### Exercise instructions
When the line containing "change stream. Two" is reached, include it and end there; set down verbatim every line before it, starting at the top of the records.

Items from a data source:
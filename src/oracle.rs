//! Change-event consistency oracle.
//!
//! Each worker tracks the change events its own multi-writes should produce
//! and validates delivery against the store's resumable change stream. Two
//! modes, selected by whether the cluster guarantees exactly-once application
//! of multi-document writes under concurrent chunk migration:
//!
//! - **Exactly-once**: expected events are queued FIFO and matched strictly
//!   in order against observed events; any mismatch is a hard failure.
//! - **Best-effort**: the store may apply a multi-write more than once, so
//!   the oracle only asserts that no event is delivered twice; it makes no
//!   claim about completeness. This weaker contract is intentional and must
//!   not be "fixed" into a false exactly-once guarantee.
//!
//! Both modes ignore events outside the worker's owned-id partition, so
//! concurrent workers never interfere with each other's bookkeeping.

use std::collections::{BTreeSet, VecDeque};
use std::time::Duration;

use thiserror::Error;

use crate::context::OwnedPartition;
use crate::error::HarnessError;
use crate::store::{DocumentId, DocumentStore, OperationType, ResumePoint, StoreError};

/// Default bound on cursor reopen attempts while waiting for pending events.
const DEFAULT_MAX_DRAIN_ATTEMPTS: u32 = 50;

/// Default pause between reopen attempts.
const DEFAULT_POLL_BACKOFF: Duration = Duration::from_millis(10);

/// Oracle operating mode.
#[derive(Debug, Clone, Copy, PartialEq, Eq)]
pub enum OracleMode {
    /// Multi-writes are applied exactly once: strict FIFO matching.
    ExactlyOnce,
    /// Multi-writes may be applied more than once: duplicate detection only.
    BestEffort,
}

/// An expected change event, queued when a multi-write is issued.
#[derive(Debug, Clone, PartialEq, Eq)]
pub struct PendingEvent {
    /// Expected operation type.
    pub operation: OperationType,
    /// Expected document id.
    pub doc_id: DocumentId,
    /// Expected resulting value (`None` for deletes).
    pub expected_value: Option<i64>,
}

/// Hard assertion failures detected by the oracle.
#[derive(Debug, Clone, Error)]
pub enum OracleViolation {
    /// Best-effort mode: the same event was delivered twice.
    #[error(
        "duplicate event: {operation} on doc {doc_id} observed twice (fingerprint {fingerprint:016x})"
    )]
    DuplicateEvent {
        /// Affected document.
        doc_id: DocumentId,
        /// Operation type of the duplicated event.
        operation: OperationType,
        /// Fingerprint of the duplicated event body.
        fingerprint: u64,
    },

    /// Exactly-once mode: the observed event does not match the queue head.
    #[error(
        "event mismatch: expected {expected_operation} on doc {expected_doc}, \
         observed {observed_operation} on doc {observed_doc}"
    )]
    EventMismatch {
        /// Operation expected at the queue head.
        expected_operation: OperationType,
        /// Document expected at the queue head.
        expected_doc: DocumentId,
        /// Operation actually observed.
        observed_operation: OperationType,
        /// Document actually observed.
        observed_doc: DocumentId,
    },

    /// Exactly-once mode: the observed value differs from the expected one.
    #[error("value mismatch on doc {doc_id}: expected {expected:?}, observed {observed:?}")]
    ValueMismatch {
        /// Affected document.
        doc_id: DocumentId,
        /// Value the multi-write should have produced.
        expected: Option<i64>,
        /// Value carried by the event.
        observed: Option<i64>,
    },

    /// Exactly-once mode: an owned-partition event arrived with an empty
    /// expectation queue.
    #[error("unexpected event: {operation} on doc {doc_id} with no pending expectation")]
    UnexpectedEvent {
        /// Affected document.
        doc_id: DocumentId,
        /// Operation type of the surplus event.
        operation: OperationType,
    },

    /// Exactly-once mode: expected events never arrived.
    #[error("change stream starved: {pending} expected events missing after {attempts} reopens")]
    Starved {
        /// Events still queued when the retry bound was hit.
        pending: usize,
        /// Reopen attempts made.
        attempts: u32,
    },
}

/// Per-worker change-event bookkeeping and validation.
#[derive(Debug)]
pub struct ConsistencyOracle {
    mode: OracleMode,
    partition: OwnedPartition,
    /// Where the next cursor opens: the last observed token, or the start
    /// point saved at setup time.
    resume: ResumePoint,
    pending: VecDeque<PendingEvent>,
    seen: BTreeSet<(DocumentId, OperationType, u64)>,
    max_drain_attempts: u32,
    poll_backoff: Duration,
}

impl ConsistencyOracle {
    /// Creates an oracle for one worker.
    #[must_use]
    pub const fn new(mode: OracleMode, partition: OwnedPartition, start: ResumePoint) -> Self {
        Self {
            mode,
            partition,
            resume: start,
            pending: VecDeque::new(),
            seen: BTreeSet::new(),
            max_drain_attempts: DEFAULT_MAX_DRAIN_ATTEMPTS,
            poll_backoff: DEFAULT_POLL_BACKOFF,
        }
    }

    /// Overrides the bounded-wait tuning.
    #[must_use]
    pub const fn with_drain_bounds(mut self, attempts: u32, backoff: Duration) -> Self {
        self.max_drain_attempts = attempts;
        self.poll_backoff = backoff;
        self
    }

    /// Returns the oracle's mode.
    #[must_use]
    pub const fn mode(&self) -> OracleMode {
        self.mode
    }

    /// Records the event a multi-write is expected to produce.
    ///
    /// Only meaningful in exactly-once mode; in best-effort mode the store
    /// cannot promise the write maps to exactly one event, so nothing is
    /// queued.
    pub fn expect(
        &mut self,
        operation: OperationType,
        doc_id: DocumentId,
        expected_value: Option<i64>,
    ) {
        if self.mode == OracleMode::ExactlyOnce {
            self.pending.push_back(PendingEvent {
                operation,
                doc_id,
                expected_value,
            });
        }
    }

    /// Number of expected events not yet observed.
    #[must_use]
    pub fn pending_len(&self) -> usize {
        self.pending.len()
    }

    /// Number of distinct events observed so far (best-effort mode).
    #[must_use]
    pub fn seen_len(&self) -> usize {
        self.seen.len()
    }

    /// Drains the change stream and validates delivery.
    ///
    /// Opens a cursor at the saved resume position, consumes every currently
    /// available event for this worker's owned ids, and applies the mode's
    /// check. In exactly-once mode, a non-empty expectation queue after a
    /// drain triggers a bounded reopen-and-wait; this is the only blocking
    /// wait inside the FSM loop besides the startup barrier.
    ///
    /// # Errors
    ///
    /// Returns an [`OracleViolation`] on any delivery violation, or the
    /// underlying [`StoreError`] if the stream cannot be opened.
    pub fn check(&mut self, store: &dyn DocumentStore, coll: &str) -> Result<(), HarnessError> {
        let mut attempts = 0u32;

        loop {
            attempts += 1;
            self.drain_once(store, coll)?;

            if self.mode == OracleMode::BestEffort || self.pending.is_empty() {
                return Ok(());
            }
            if attempts >= self.max_drain_attempts {
                return Err(OracleViolation::Starved {
                    pending: self.pending.len(),
                    attempts,
                }
                .into());
            }
            std::thread::sleep(self.poll_backoff);
        }
    }

    /// Opens one cursor and consumes everything currently available.
    fn drain_once(&mut self, store: &dyn DocumentStore, coll: &str) -> Result<(), HarnessError> {
        let mut cursor = match store.open_change_stream(coll, self.resume) {
            Ok(cursor) => cursor,
            // An invalidated token falls back to a fresh open on retry.
            Err(StoreError::CursorClosed(_)) => return Ok(()),
            Err(err) => return Err(err.into()),
        };

        loop {
            let event = match cursor.try_next() {
                Ok(Some(event)) => event,
                Ok(None) => return Ok(()),
                Err(StoreError::CursorClosed(_)) => return Ok(()),
                Err(err) => return Err(err.into()),
            };

            self.resume = ResumePoint::Token(event.token);
            if !self.partition.contains(event.doc_id) {
                continue;
            }

            match self.mode {
                OracleMode::BestEffort => {
                    let fingerprint = event.fingerprint();
                    let key = (event.doc_id, event.operation, fingerprint);
                    if !self.seen.insert(key) {
                        return Err(OracleViolation::DuplicateEvent {
                            doc_id: event.doc_id,
                            operation: event.operation,
                            fingerprint,
                        }
                        .into());
                    }
                }
                OracleMode::ExactlyOnce => {
                    let Some(expected) = self.pending.pop_front() else {
                        return Err(OracleViolation::UnexpectedEvent {
                            doc_id: event.doc_id,
                            operation: event.operation,
                        }
                        .into());
                    };
                    if expected.operation != event.operation || expected.doc_id != event.doc_id {
                        return Err(OracleViolation::EventMismatch {
                            expected_operation: expected.operation,
                            expected_doc: expected.doc_id,
                            observed_operation: event.operation,
                            observed_doc: event.doc_id,
                        }
                        .into());
                    }
                    if expected.expected_value != event.value {
                        return Err(OracleViolation::ValueMismatch {
                            doc_id: event.doc_id,
                            expected: expected.expected_value,
                            observed: event.value,
                        }
                        .into());
                    }
                }
            }
        }
    }
}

### Response area
filename src/oracle.rs
//! Change-event consistency oracle.
//!
//! Each worker tracks the change events its own multi-writes should produce
//! and validates delivery against the store's resumable change stream. Two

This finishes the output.